An hour later he is on his round of the acute ward. "We have 17 beds and 29 people needing them," he says. "Last year I admitted 460 people, all seriously disturbed ... People have to leave as quickly as they can, to make room for a more disturbed person."

He skips lunch to go straight to the emergency clinic, pursued by patients and relatives.

A schizophrenic patient has stopped taking his medication and is "going berserk in the community". "I'm physically too busy to do anything about it, so I have to send a junior doctor down to find this 6ft 6in huge guy ... [who] abuses drugs and is very dangerous when he is ill."

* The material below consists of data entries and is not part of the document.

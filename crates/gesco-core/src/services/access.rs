//! Contrôle d'accès : permissions, isolation multi-tenant, licence
//!
//! Les trois portes sont orthogonales et composées par les handlers dans
//! l'ordre permission → entreprise → licence. Tout refus court-circuite la
//! requête et déclenche le rollback de la transaction courante.

use chrono::Utc;

use crate::domain::{PermAction, Principal};
use crate::error::{DomainError, ForbiddenCode};
use crate::messages;
use crate::repositories::{LicenceRepository, PermissionRepository};

/// Modules produisant des documents métier : l'écriture y est conditionnée à
/// une licence valide.
const LICENCE_GATED_MODULES: [&str; 3] = ["commercial", "achats", "paie"];

pub struct AccessControl<P: PermissionRepository, L: LicenceRepository> {
    permissions: P,
    licences: L,
    /// Un rôle sans grant configuré passe quand vrai (rétrocompatibilité
    /// avec les données antérieures aux permissions fines).
    default_open: bool,
}

impl<P: PermissionRepository, L: LicenceRepository> AccessControl<P, L> {
    pub fn new(permissions: P, licences: L, default_open: bool) -> Self {
        Self {
            permissions,
            licences,
            default_open,
        }
    }

    /// Exige la permission `(module, action)` pour le rôle du principal.
    pub async fn require_permission(
        &self,
        principal: &Principal,
        module: &str,
        action: PermAction,
    ) -> Result<(), DomainError> {
        let grants = self
            .permissions
            .find_permissions_by_role_id(principal.role_id)
            .await?;
        if grants.is_empty() {
            if self.default_open {
                return Ok(());
            }
            return Err(DomainError::forbidden(
                format!("Permission requise : {module}.{}", action.as_str()),
                ForbiddenCode::Permission,
            ));
        }
        let allowed = grants
            .iter()
            .any(|(m, a)| m == module && *a == action);
        if allowed {
            Ok(())
        } else {
            Err(DomainError::forbidden(
                format!("Permission requise : {module}.{}", action.as_str()),
                ForbiddenCode::Permission,
            ))
        }
    }

    /// Écriture sur un module à documents métier : licence valide exigée.
    /// Les lectures passent toujours.
    pub async fn require_licence(
        &self,
        principal: &Principal,
        module: &str,
        action: PermAction,
    ) -> Result<(), DomainError> {
        if action != PermAction::Write || !LICENCE_GATED_MODULES.contains(&module) {
            return Ok(());
        }
        let today = Utc::now().date_naive();
        match self
            .licences
            .find_valid_for_entreprise(principal.entreprise_id, today)
            .await?
        {
            Some(_) => Ok(()),
            None => Err(DomainError::forbidden(
                messages::LICENCE_REQUISE,
                ForbiddenCode::Licence,
            )),
        }
    }
}

/// Refuse tout accès à une autre entreprise que celle du principal.
pub fn require_tenant(principal: &Principal, target_entreprise_id: i64) -> Result<(), DomainError> {
    if target_entreprise_id != principal.entreprise_id {
        return Err(DomainError::forbidden(
            messages::ENTREPRISE_AUTRE_INTERDITE,
            ForbiddenCode::Entreprise,
        ));
    }
    Ok(())
}

/// Filtre `entreprise_id` des listes : absent = entreprise du principal,
/// présent = doit correspondre.
pub fn validated_entreprise_id(
    principal: &Principal,
    requested: Option<i64>,
) -> Result<i64, DomainError> {
    match requested {
        None => Ok(principal.entreprise_id),
        Some(id) => {
            require_tenant(principal, id)?;
            Ok(id)
        }
    }
}

#[cfg(test)]
mod tests {
    use super::*;

    use crate::repositories::{MockLicenceRepository, MockPermissionRepository};

    fn principal() -> Principal {
        Principal {
            user_id: 5,
            entreprise_id: 1,
            role_id: 3,
            is_active: true,
        }
    }

    fn control(
        grants: Vec<(String, PermAction)>,
        default_open: bool,
    ) -> AccessControl<MockPermissionRepository, MockLicenceRepository> {
        let mut perms = MockPermissionRepository::new();
        perms
            .expect_find_permissions_by_role_id()
            .returning(move |_| Ok(grants.clone()));
        AccessControl::new(perms, MockLicenceRepository::new(), default_open)
    }

    #[tokio::test]
    async fn empty_grants_pass_when_default_open() {
        let access = control(vec![], true);
        assert!(access
            .require_permission(&principal(), "parametrage", PermAction::Read)
            .await
            .is_ok());
    }

    #[tokio::test]
    async fn empty_grants_deny_when_default_closed() {
        let access = control(vec![], false);
        let err = access
            .require_permission(&principal(), "parametrage", PermAction::Read)
            .await
            .unwrap_err();
        assert!(matches!(
            err,
            DomainError::Forbidden {
                code: ForbiddenCode::Permission,
                ..
            }
        ));
    }

    #[tokio::test]
    async fn explicit_grants_gate_module_and_action() {
        let access = control(vec![("parametrage".into(), PermAction::Read)], true);
        assert!(access
            .require_permission(&principal(), "parametrage", PermAction::Read)
            .await
            .is_ok());
        let err = access
            .require_permission(&principal(), "parametrage", PermAction::Write)
            .await
            .unwrap_err();
        match err {
            DomainError::Forbidden { detail, code } => {
                assert_eq!(code, ForbiddenCode::Permission);
                assert_eq!(detail, "Permission requise : parametrage.write");
            }
            other => panic!("unexpected error: {other:?}"),
        }
        assert!(access
            .require_permission(&principal(), "commercial", PermAction::Read)
            .await
            .is_err());
    }

    #[test]
    fn tenant_mismatch_is_forbidden() {
        let p = principal();
        assert!(require_tenant(&p, 1).is_ok());
        let err = require_tenant(&p, 2).unwrap_err();
        assert!(matches!(
            err,
            DomainError::Forbidden {
                code: ForbiddenCode::Entreprise,
                ..
            }
        ));
    }

    #[test]
    fn entreprise_filter_defaults_to_principal() {
        let p = principal();
        assert_eq!(validated_entreprise_id(&p, None).unwrap(), 1);
        assert_eq!(validated_entreprise_id(&p, Some(1)).unwrap(), 1);
        assert!(validated_entreprise_id(&p, Some(2)).is_err());
    }

    #[tokio::test]
    async fn licence_gate_blocks_writes_without_valid_licence() {
        let perms = MockPermissionRepository::new();
        let mut licences = MockLicenceRepository::new();
        licences
            .expect_find_valid_for_entreprise()
            .returning(|_, _| Ok(None));
        let access = AccessControl::new(perms, licences, true);

        let err = access
            .require_licence(&principal(), "commercial", PermAction::Write)
            .await
            .unwrap_err();
        assert!(matches!(
            err,
            DomainError::Forbidden {
                code: ForbiddenCode::Licence,
                ..
            }
        ));
    }

    #[tokio::test]
    async fn licence_gate_lets_reads_and_ungated_modules_through() {
        // Le repo licence ne doit même pas être interrogé.
        let access = AccessControl::new(
            MockPermissionRepository::new(),
            MockLicenceRepository::new(),
            true,
        );
        assert!(access
            .require_licence(&principal(), "commercial", PermAction::Read)
            .await
            .is_ok());
        assert!(access
            .require_licence(&principal(), "parametrage", PermAction::Write)
            .await
            .is_ok());
    }
}
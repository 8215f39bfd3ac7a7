use async_trait::async_trait;
use sqlx::FromRow;

use gesco_core::domain::{PermAction, Permission};
use gesco_core::error::DomainError;
use gesco_core::messages;
use gesco_core::repositories::PermissionRepository;

use crate::database::Tx;
use crate::postgres::{db_err, map_db_err};

pub struct PgPermissionRepository {
    tx: Tx,
}

impl PgPermissionRepository {
    pub fn new(tx: Tx) -> Self {
        Self { tx }
    }
}

#[derive(Debug, FromRow)]
struct PermissionRow {
    id: i64,
    module: String,
    action: String,
    libelle: String,
}

impl From<PermissionRow> for Permission {
    fn from(row: PermissionRow) -> Self {
        Permission {
            id: row.id,
            module: row.module,
            action: PermAction::parse(&row.action).unwrap_or_default(),
            libelle: row.libelle,
        }
    }
}

#[async_trait]
impl PermissionRepository for PgPermissionRepository {
    async fn find_all(&self) -> Result<Vec<Permission>, DomainError> {
        let mut conn = self.tx.conn().await?;
        let rows: Vec<PermissionRow> = sqlx::query_as(
            "SELECT id, module, action, libelle FROM permissions ORDER BY module, action",
        )
        .fetch_all(&mut *conn)
        .await
        .map_err(db_err)?;
        Ok(rows.into_iter().map(Into::into).collect())
    }

    async fn find_by_id(&self, id: i64) -> Result<Option<Permission>, DomainError> {
        let mut conn = self.tx.conn().await?;
        let row: Option<PermissionRow> =
            sqlx::query_as("SELECT id, module, action, libelle FROM permissions WHERE id = $1")
                .bind(id)
                .fetch_optional(&mut *conn)
                .await
                .map_err(db_err)?;
        Ok(row.map(Into::into))
    }

    async fn find_permissions_by_role_id(
        &self,
        role_id: i64,
    ) -> Result<Vec<(String, PermAction)>, DomainError> {
        let mut conn = self.tx.conn().await?;
        let rows: Vec<(String, String)> = sqlx::query_as(
            "SELECT p.module, p.action \
             FROM permissions p \
             JOIN permissions_roles pr ON pr.permission_id = p.id \
             WHERE pr.role_id = $1",
        )
        .bind(role_id)
        .fetch_all(&mut *conn)
        .await
        .map_err(db_err)?;
        Ok(rows
            .into_iter()
            .map(|(module, action)| (module, PermAction::parse(&action).unwrap_or_default()))
            .collect())
    }

    async fn grant_to_role(&self, role_id: i64, permission_id: i64) -> Result<(), DomainError> {
        let mut conn = self.tx.conn().await?;
        sqlx::query("INSERT INTO permissions_roles (role_id, permission_id) VALUES ($1, $2)")
            .bind(role_id)
            .bind(permission_id)
            .execute(&mut *conn)
            .await
            .map_err(|e| map_db_err(e, messages::PERMISSION_ROLE_ALREADY))?;
        Ok(())
    }

    async fn revoke_from_role(
        &self,
        role_id: i64,
        permission_id: i64,
    ) -> Result<bool, DomainError> {
        let mut conn = self.tx.conn().await?;
        let result =
            sqlx::query("DELETE FROM permissions_roles WHERE role_id = $1 AND permission_id = $2")
                .bind(role_id)
                .bind(permission_id)
                .execute(&mut *conn)
                .await
                .map_err(db_err)?;
        Ok(result.rows_affected() > 0)
    }
}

Dr Deahl is now 15 minutes late for a case conference for a patient who self-abuses. "When I turn up late it seems as if I'm not taking her case seriously."

Driving through London in heavy traffic, he is late for another meeting, this time with a schizophrenic and a council housing officer who is threatening to evict him because of complaints from the neighbours: "If this man is evicted ...he stress will lead to a breakdown, putting him back on the ward, and when he gets out he will have nowhere to live."

Dr Deahl leaves at around 6.30pm - nearly 11 hours after he started out. "I'm 39, and I already know my retirement date: 29 September 2014. That says something about morale, if you know it off by heart," he says.